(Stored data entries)
+===+
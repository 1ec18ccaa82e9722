//! Cursor state
//!
//! Tracks the write position and the style brush that gets stamped into
//! cells. Relative motion clamps at the edges and never wraps or
//! scrolls; only printing and line feeds do that, over in the state
//! machine.

use serde::{Deserialize, Serialize};

use super::cell::Style;

/// The cursor: position plus the current style brush
#[derive(Debug, Clone, Copy, Default, PartialEq, Eq, Serialize, Deserialize)]
pub struct Cursor {
    /// Row position (0-indexed)
    pub row: usize,
    /// Column position (0-indexed)
    pub col: usize,
    /// Attributes applied to newly written cells
    pub style: Style,
}

impl Cursor {
    /// Create a cursor at the home position with the default brush
    pub fn new() -> Self {
        Self::default()
    }

    /// Move to an absolute position, clamping to the grid
    pub fn move_to(&mut self, row: usize, col: usize, rows: usize, cols: usize) {
        self.row = row.min(rows.saturating_sub(1));
        self.col = col.min(cols.saturating_sub(1));
    }

    /// Move up by n rows, stopping at the top
    pub fn move_up(&mut self, n: usize) {
        self.row = self.row.saturating_sub(n);
    }

    /// Move down by n rows, stopping at the last row
    pub fn move_down(&mut self, n: usize, rows: usize) {
        self.row = self.row.saturating_add(n).min(rows.saturating_sub(1));
    }

    /// Move left by n columns, stopping at column 0
    pub fn move_left(&mut self, n: usize) {
        self.col = self.col.saturating_sub(n);
    }

    /// Move right by n columns, stopping at the last column
    pub fn move_right(&mut self, n: usize, cols: usize) {
        self.col = self.col.saturating_add(n).min(cols.saturating_sub(1));
    }

    /// Carriage return: column to 0, row unchanged
    pub fn carriage_return(&mut self) {
        self.col = 0;
    }

    /// Reset only the style brush (SGR 0)
    pub fn reset_style(&mut self) {
        self.style = Style::default();
    }
}

#[cfg(test)]
mod tests {
    use super::*;
    use crate::core::cell::Color;

    #[test]
    fn test_cursor_default() {
        let cursor = Cursor::default();
        assert_eq!(cursor.row, 0);
        assert_eq!(cursor.col, 0);
        assert_eq!(cursor.style, Style::default());
    }

    #[test]
    fn test_move_to_clamps() {
        let mut cursor = Cursor::new();
        cursor.move_to(10, 5, 24, 80);
        assert_eq!((cursor.row, cursor.col), (10, 5));

        cursor.move_to(50, 100, 24, 80);
        assert_eq!((cursor.row, cursor.col), (23, 79));
    }

    #[test]
    fn test_relative_movement() {
        let mut cursor = Cursor::new();
        cursor.move_to(10, 10, 24, 80);

        cursor.move_up(3);
        assert_eq!(cursor.row, 7);

        cursor.move_down(5, 24);
        assert_eq!(cursor.row, 12);

        cursor.move_left(4);
        assert_eq!(cursor.col, 6);

        cursor.move_right(10, 80);
        assert_eq!(cursor.col, 16);
    }

    #[test]
    fn test_movement_stops_at_edges() {
        let mut cursor = Cursor::new();

        cursor.move_up(100);
        assert_eq!(cursor.row, 0);

        cursor.move_left(100);
        assert_eq!(cursor.col, 0);

        cursor.move_down(100, 24);
        assert_eq!(cursor.row, 23);

        cursor.move_right(100, 80);
        assert_eq!(cursor.col, 79);
    }

    #[test]
    fn test_carriage_return_keeps_row() {
        let mut cursor = Cursor::new();
        cursor.move_to(10, 50, 24, 80);
        cursor.carriage_return();
        assert_eq!((cursor.row, cursor.col), (10, 0));
    }

    #[test]
    fn test_reset_style_keeps_position() {
        let mut cursor = Cursor::new();
        cursor.move_to(3, 4, 24, 80);
        cursor.style.fg = Color::RED;
        cursor.style.bold = true;

        cursor.reset_style();

        assert_eq!((cursor.row, cursor.col), (3, 4));
        assert_eq!(cursor.style, Style::default());
    }
}
//! Dango Terminal Emulator Library
//!
//! A small character terminal emulator built without terminal emulation
//! libraries. This crate provides the state side of a terminal:
//!
//! - `parser`: incremental escape sequence decoder and UTF-8 assembly
//! - `core`: fixed-size grid, cursor, colors, selection, snapshots
//! - `pty`: Linux PTY management
//! - `input`: key event to byte sequence encoding
//! - `config`: on-disk JSON configuration
//!
//! The [`Terminal`] type ties the decoder to the grid state machine and is
//! the main entry point for embedders.

pub mod config;
pub mod core;
pub mod input;
pub mod parser;
pub mod pty;

mod terminal;

pub use terminal::Terminal;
+===+
Every entry needs to be retyped exactly.

repository 1ec18ccaa82e9722
//! Cursor state
//!
//! Tracks the write position and the style brush that gets stamped into
//! cells. Relative motion clamps at the edges and never wraps or
//! scrolls; only printing and line feeds do that, over in the state
//! machine.

use serde::{Deserialize, Serialize};

use super::cell::Style;

/// The cursor: position plus the current style brush
#[derive(Debug, Clone, Copy, Default, PartialEq, Eq, Serialize, Deserialize)]
pub struct Cursor {
    /// Row position (0-indexed)
    pub row: usize,
    /// Column position (0-indexed)
    pub col: usize,
    /// Attributes applied to newly written cells
    pub style: Style,
}

impl Cursor {
    /// Create a cursor at the home position with the default brush
    pub fn new() -> Self {
        Self::default()
    }

    /// Move to an absolute position, clamping to the grid
    pub fn move_to(&mut self, row: usize, col: usize, rows: usize, cols: usize) {
        self.row = row.min(rows.saturating_sub(1));
        self.col = col.min(cols.saturating_sub(1));
    }

    /// Move up by n rows, stopping at the top
    pub fn move_up(&mut self, n: usize) {
        self.row = self.row.saturating_sub(n);
    }

    /// Move down by n rows, stopping at the last row
    pub fn move_down(&mut self, n: usize, rows: usize) {
        self.row = self.row.saturating_add(n).min(rows.saturating_sub(1));
    }

    /// Move left by n columns, stopping at column 0
    pub fn move_left(&mut self, n: usize) {
        self.col = self.col.saturating_sub(n);
    }

    /// Move right by n columns, stopping at the last column
    pub fn move_right(&mut self, n: usize, cols: usize) {
        self.col = self.col.saturating_add(n).min(cols.saturating_sub(1));
    }

    /// Carriage return: column to 0, row unchanged
    pub fn carriage_return(&mut self) {
        self.col = 0;
    }

    /// Reset only the style brush (SGR 0)
    pub fn reset_style(&mut self) {
        self.style = Style::default();
    }
}

#[cfg(test)]
mod tests {
    use super::*;
    use crate::core::cell::Color;

    #[test]
    fn test_cursor_default() {
        let cursor = Cursor::default();
        assert_eq!(cursor.row, 0);
        assert_eq!(cursor.col, 0);
        assert_eq!(cursor.style, Style::default());
    }

    #[test]
    fn test_move_to_clamps() {
        let mut cursor = Cursor::new();
        cursor.move_to(10, 5, 24, 80);
        assert_eq!((cursor.row, cursor.col), (10, 5));

        cursor.move_to(50, 100, 24, 80);
        assert_eq!((cursor.row, cursor.col), (23, 79));
    }

    #[test]
    fn test_relative_movement() {
        let mut cursor = Cursor::new();
        cursor.move_to(10, 10, 24, 80);

        cursor.move_up(3);
        assert_eq!(cursor.row, 7);

        cursor.move_down(5, 24);
        assert_eq!(cursor.row, 12);

        cursor.move_left(4);
        assert_eq!(cursor.col, 6);

        cursor.move_right(10, 80);
        assert_eq!(cursor.col, 16);
    }

    #[test]
    fn test_movement_stops_at_edges() {
        let mut cursor = Cursor::new();

        cursor.move_up(100);
        assert_eq!(cursor.row, 0);

        cursor.move_left(100);
        assert_eq!(cursor.col, 0);

        cursor.move_down(100, 24);
        assert_eq!(cursor.row, 23);

        cursor.move_right(100, 80);
        assert_eq!(cursor.col, 79);
    }

    #[test]
    fn test_carriage_return_keeps_row() {
        let mut cursor = Cursor::new();
        cursor.move_to(10, 50, 24, 80);
        cursor.carriage_return();
        assert_eq!((cursor.row, cursor.col), (10, 0));
    }

    #[test]
    fn test_reset_style_keeps_position() {
        let mut cursor = Cursor::new();
        cursor.move_to(3, 4, 24, 80);
        cursor.style.fg = Color::RED;
        cursor.style.bold = true;

        cursor.reset_style();

        assert_eq!((cursor.row, cursor.col), (3, 4));
        assert_eq!(cursor.style, Style::default());
    }
}
//! Dango Terminal Emulator Library
//!
//! A small character terminal emulator built without terminal emulation
//! libraries. This crate provides the state side of a terminal:
//!
//! - `parser`: incremental escape sequence decoder and UTF-8 assembly
//! - `core`: fixed-size grid, cursor, colors, selection, snapshots
//! - `pty`: Linux PTY management
//! - `input`: key event to byte sequence encoding
//! - `config`: on-disk JSON configuration
//!
//! The [`Terminal`] type ties the decoder to the grid state machine and is
//! the main entry point for embedders.

pub mod config;
pub mod core;
pub mod input;
pub mod parser;
pub mod pty;

mod terminal;

pub use terminal::Terminal;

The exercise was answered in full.